Edward Diener wrote:
The formal review of the Sort library by Steven Ross starts today, November 10 and is scheduled to continue through November 19th.
I studied this submission back in 2008 when Steven first presented
it; those exchanges can be found here:
http://thread.gmane.org/gmane.comp.lib.boost.devel/176781
There is much interesting discussion there and I suggest that the
review manager should have a good look at it, especially if the volume
of actual reviews now should be low.
I'm not going to attempt a full review at this time, but some
assorted comments follow:
Should Boost accept novel algorithms?
-------------------------------------
Vladimir Prus has suggested that Boost should not accept submissions
of new algorithms such as this one because we're not qualified to
review them. I disagree: personally, I feel more comfortable
reviewing a sorting algorithm than trying to understand things like
atomics or the dark corners of C++ TMP. There have been plenty of
other libraries that have been accepted despite containing novel
algorithms (e.g. the two geometry libraries).
Having said that, I would have been happier if the submission had
simply been a collection of sort algorithms copied from Knuth, or
if Steven's paper had hundreds of citations!
Is a "faster" serial sort algorithm useful?

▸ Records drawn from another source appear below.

//! Index Error Types
//!
//! This module provides structured errors using `exn` for automatic location
//! tracking and error tree construction.

use derive_more::{Display, Error};

/// An index error with automatic location tracking.
pub type Error = exn::Exn<ErrorKind>;
/// Result type alias for index operations.
pub type Result<T> = std::result::Result<T, Error>;

/// Actionable error categories.
///
/// These describe what the caller should *do*, not what went wrong internally.
#[derive(Debug, Display, Error, Clone, PartialEq, Eq)]
pub enum ErrorKind {
    #[display("database error")]
    Database,
    #[display("database migration error")]
    Migration,
    /// The index directory could not be prepared.
    #[display("I/O error")]
    Io,
    /// A value could not be converted to or from its stored representation.
    #[display("invalid index data: {_0}")]
    InvalidData(#[error(not(source))] &'static str),
    #[display("unsupported storage backend: {_0}")]
    UnsupportedStorage(#[error(not(source))] String),
}

impl ErrorKind {
    /// Returns `true` if retrying might succeed.
    pub fn is_retryable(&self) -> bool {
        // SQLITE_BUSY surfaces as a database error; another writer may let go.
        matches!(self, Self::Database | Self::Io)
    }
}

#[cfg(test)]
mod tests {
    use super::*;

    #[test]
    fn error_kind_display() {
        assert_eq!(ErrorKind::InvalidData("lib id").to_string(), "invalid index data: lib id");
        assert_eq!(ErrorKind::UnsupportedStorage("s3".to_string()).to_string(), "unsupported storage backend: s3");
    }

    #[test]
    fn error_kind_retryable() {
        assert!(ErrorKind::Database.is_retryable());
        assert!(!ErrorKind::Migration.is_retryable());
        assert!(!ErrorKind::InvalidData("title").is_retryable());
    }
}
/// Descriptive header of a collection, read from `collection.info`.
///
/// The file is line-oriented: collection name, archive file name, numeric
/// collection type, then a free-form description spanning the remaining lines.
#[derive(Debug, Clone, Default, PartialEq, Eq)]
pub struct CollectionInfo {
    pub name: String,
    pub file_name: String,
    pub kind: Option<u32>,
    pub description: String,
}
impl CollectionInfo {
    pub(crate) fn parse(text: &str) -> Self {
        let mut lines = text.lines().map(str::trim);
        let name = lines.next().unwrap_or_default().to_string();
        let file_name = lines.next().unwrap_or_default().to_string();
        let kind = lines.next().and_then(|k| k.parse().ok());
        let description = lines.collect::<Vec<_>>().join("\n").trim().to_string();
        Self { name, file_name, kind, description }
    }
}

-------------------------------------------
In 2008, Luke Simonson said:
anyone interested in runtime of an application that
spends a lot of time sorting large data volumes is
going to do it on an up-to-date machine, which means
4, 8, 16 or 32 cores
I think std::sort is a straw man to compare yourself
to, not because it isn't good at what it does, but
because the target use case in question of very large
data volumes is better suited to a parallel algorithm.
At that time I didn't entirely agree as I had some embedded applications
that could benefit from faster sorting of perhaps tens of thousands of
items. But in the intervening five years, even phones have gained
multiple CPUs. Today, if I needed faster sorting my first thought would
be to parallelise it.
Code Quality
------------
Back in 2008, the code had issues like calls to malloc() and free()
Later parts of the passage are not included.